- What is being asked
The expected answer is a bare count of the lines in the data below that contain "WouldBlock".

- Input material

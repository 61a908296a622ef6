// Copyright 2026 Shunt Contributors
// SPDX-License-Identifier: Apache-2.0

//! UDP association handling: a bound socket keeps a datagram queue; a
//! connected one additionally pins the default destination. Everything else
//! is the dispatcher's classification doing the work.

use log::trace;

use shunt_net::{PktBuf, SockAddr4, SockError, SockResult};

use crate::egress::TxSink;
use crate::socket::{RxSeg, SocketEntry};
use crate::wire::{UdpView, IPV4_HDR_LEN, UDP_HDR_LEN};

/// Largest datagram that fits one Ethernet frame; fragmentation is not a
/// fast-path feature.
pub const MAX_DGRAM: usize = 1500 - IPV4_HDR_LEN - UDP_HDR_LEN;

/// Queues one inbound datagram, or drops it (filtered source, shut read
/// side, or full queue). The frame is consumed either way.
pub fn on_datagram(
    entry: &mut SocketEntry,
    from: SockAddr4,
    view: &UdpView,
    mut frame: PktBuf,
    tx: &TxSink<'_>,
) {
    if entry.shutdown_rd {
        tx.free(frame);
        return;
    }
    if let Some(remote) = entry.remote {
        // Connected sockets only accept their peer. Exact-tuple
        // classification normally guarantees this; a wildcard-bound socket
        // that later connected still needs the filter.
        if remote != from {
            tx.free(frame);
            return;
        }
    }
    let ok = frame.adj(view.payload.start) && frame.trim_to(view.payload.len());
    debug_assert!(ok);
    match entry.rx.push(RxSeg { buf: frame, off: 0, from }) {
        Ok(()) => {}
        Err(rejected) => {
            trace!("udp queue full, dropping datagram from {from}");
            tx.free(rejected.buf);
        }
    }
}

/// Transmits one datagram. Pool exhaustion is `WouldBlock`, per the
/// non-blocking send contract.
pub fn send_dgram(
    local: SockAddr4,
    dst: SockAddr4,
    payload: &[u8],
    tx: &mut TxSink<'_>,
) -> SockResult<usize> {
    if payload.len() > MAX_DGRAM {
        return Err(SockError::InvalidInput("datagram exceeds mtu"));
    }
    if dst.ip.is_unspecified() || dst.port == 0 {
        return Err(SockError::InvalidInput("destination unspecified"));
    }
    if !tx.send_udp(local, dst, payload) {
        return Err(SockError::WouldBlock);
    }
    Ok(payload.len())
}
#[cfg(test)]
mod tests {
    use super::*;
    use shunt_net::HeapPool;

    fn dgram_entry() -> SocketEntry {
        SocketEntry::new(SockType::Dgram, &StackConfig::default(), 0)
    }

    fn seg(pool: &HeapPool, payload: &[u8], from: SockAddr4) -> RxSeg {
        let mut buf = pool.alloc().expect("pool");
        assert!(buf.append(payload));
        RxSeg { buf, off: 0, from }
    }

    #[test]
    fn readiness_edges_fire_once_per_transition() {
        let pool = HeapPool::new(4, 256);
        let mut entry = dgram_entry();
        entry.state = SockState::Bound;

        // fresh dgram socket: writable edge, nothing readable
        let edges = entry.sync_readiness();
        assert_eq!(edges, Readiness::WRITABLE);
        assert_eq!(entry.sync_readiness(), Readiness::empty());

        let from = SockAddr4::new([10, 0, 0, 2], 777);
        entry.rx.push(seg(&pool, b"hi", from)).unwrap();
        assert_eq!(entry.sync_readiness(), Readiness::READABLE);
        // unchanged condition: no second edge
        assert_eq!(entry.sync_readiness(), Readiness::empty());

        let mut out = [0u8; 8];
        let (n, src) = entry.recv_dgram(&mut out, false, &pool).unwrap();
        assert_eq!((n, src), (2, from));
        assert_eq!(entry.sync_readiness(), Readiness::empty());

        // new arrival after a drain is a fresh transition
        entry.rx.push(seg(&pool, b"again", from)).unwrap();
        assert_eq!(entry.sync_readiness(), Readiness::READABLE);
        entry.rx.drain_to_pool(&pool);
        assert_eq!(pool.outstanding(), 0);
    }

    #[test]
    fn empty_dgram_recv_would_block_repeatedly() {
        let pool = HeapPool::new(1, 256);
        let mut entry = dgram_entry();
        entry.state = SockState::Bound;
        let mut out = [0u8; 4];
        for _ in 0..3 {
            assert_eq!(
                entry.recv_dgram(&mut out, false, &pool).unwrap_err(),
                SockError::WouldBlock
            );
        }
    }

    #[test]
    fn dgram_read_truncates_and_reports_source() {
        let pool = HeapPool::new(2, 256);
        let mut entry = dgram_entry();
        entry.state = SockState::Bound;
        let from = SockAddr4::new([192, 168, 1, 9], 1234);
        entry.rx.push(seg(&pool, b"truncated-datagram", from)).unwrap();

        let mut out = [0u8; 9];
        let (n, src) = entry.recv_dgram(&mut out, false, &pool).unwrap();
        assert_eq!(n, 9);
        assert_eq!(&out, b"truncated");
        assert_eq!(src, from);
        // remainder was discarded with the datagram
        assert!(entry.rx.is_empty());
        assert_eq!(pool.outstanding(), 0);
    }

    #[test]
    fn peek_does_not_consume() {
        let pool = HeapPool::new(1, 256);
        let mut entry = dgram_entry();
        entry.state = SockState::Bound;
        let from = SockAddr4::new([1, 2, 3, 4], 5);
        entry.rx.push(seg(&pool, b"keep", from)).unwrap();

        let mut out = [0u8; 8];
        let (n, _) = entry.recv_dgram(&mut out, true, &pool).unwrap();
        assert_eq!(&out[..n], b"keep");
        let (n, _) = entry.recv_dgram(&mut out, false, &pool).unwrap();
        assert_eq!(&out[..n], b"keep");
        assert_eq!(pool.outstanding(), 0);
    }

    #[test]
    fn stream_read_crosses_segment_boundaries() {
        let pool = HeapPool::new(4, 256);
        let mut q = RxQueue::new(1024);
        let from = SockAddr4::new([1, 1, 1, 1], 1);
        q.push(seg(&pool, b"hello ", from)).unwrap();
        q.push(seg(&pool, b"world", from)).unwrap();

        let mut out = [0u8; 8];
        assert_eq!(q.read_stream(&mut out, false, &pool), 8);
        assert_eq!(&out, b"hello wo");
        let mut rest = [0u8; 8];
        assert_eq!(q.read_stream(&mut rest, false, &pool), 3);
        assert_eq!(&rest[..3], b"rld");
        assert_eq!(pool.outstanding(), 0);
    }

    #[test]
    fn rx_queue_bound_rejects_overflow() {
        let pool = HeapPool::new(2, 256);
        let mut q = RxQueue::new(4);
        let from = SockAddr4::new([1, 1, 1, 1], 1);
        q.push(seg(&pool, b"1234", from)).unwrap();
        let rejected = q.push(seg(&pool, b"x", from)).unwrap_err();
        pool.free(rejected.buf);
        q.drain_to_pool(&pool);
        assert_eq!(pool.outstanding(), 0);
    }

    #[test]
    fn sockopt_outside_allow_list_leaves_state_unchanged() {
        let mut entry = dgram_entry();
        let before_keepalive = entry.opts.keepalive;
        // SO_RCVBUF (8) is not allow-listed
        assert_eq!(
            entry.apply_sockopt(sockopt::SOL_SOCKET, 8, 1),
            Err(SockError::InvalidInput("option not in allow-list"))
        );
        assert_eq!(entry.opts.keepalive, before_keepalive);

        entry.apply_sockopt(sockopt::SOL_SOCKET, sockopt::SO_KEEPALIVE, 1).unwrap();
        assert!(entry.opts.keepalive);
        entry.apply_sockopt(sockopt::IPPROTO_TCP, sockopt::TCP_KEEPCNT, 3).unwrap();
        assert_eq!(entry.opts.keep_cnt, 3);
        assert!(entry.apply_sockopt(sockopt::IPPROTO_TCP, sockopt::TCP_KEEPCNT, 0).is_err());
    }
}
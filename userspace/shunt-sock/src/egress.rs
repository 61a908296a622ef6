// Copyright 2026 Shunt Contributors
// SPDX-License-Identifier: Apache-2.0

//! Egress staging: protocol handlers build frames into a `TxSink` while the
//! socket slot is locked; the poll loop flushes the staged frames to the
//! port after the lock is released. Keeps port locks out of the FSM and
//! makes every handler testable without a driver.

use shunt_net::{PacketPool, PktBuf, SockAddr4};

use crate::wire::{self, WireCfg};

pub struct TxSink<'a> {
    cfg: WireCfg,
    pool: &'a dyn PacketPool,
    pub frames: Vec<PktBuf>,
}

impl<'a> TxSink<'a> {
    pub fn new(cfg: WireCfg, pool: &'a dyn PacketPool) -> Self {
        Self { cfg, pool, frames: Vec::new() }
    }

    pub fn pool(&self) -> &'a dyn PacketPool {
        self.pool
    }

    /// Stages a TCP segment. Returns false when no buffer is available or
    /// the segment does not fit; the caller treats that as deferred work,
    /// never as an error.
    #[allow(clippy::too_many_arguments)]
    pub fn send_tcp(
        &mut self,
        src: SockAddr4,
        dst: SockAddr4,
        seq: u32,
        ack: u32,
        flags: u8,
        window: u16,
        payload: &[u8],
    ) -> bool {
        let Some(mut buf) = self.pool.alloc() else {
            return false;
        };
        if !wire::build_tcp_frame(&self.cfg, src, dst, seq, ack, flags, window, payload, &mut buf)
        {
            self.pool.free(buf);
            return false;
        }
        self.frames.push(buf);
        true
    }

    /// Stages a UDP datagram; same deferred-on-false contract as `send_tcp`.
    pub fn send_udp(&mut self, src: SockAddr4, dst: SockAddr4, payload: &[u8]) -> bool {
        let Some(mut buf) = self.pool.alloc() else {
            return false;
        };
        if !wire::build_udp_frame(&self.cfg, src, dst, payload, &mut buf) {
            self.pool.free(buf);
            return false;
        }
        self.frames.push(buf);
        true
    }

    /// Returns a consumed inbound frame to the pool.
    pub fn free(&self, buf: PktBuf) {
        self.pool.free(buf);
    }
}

- Result below
3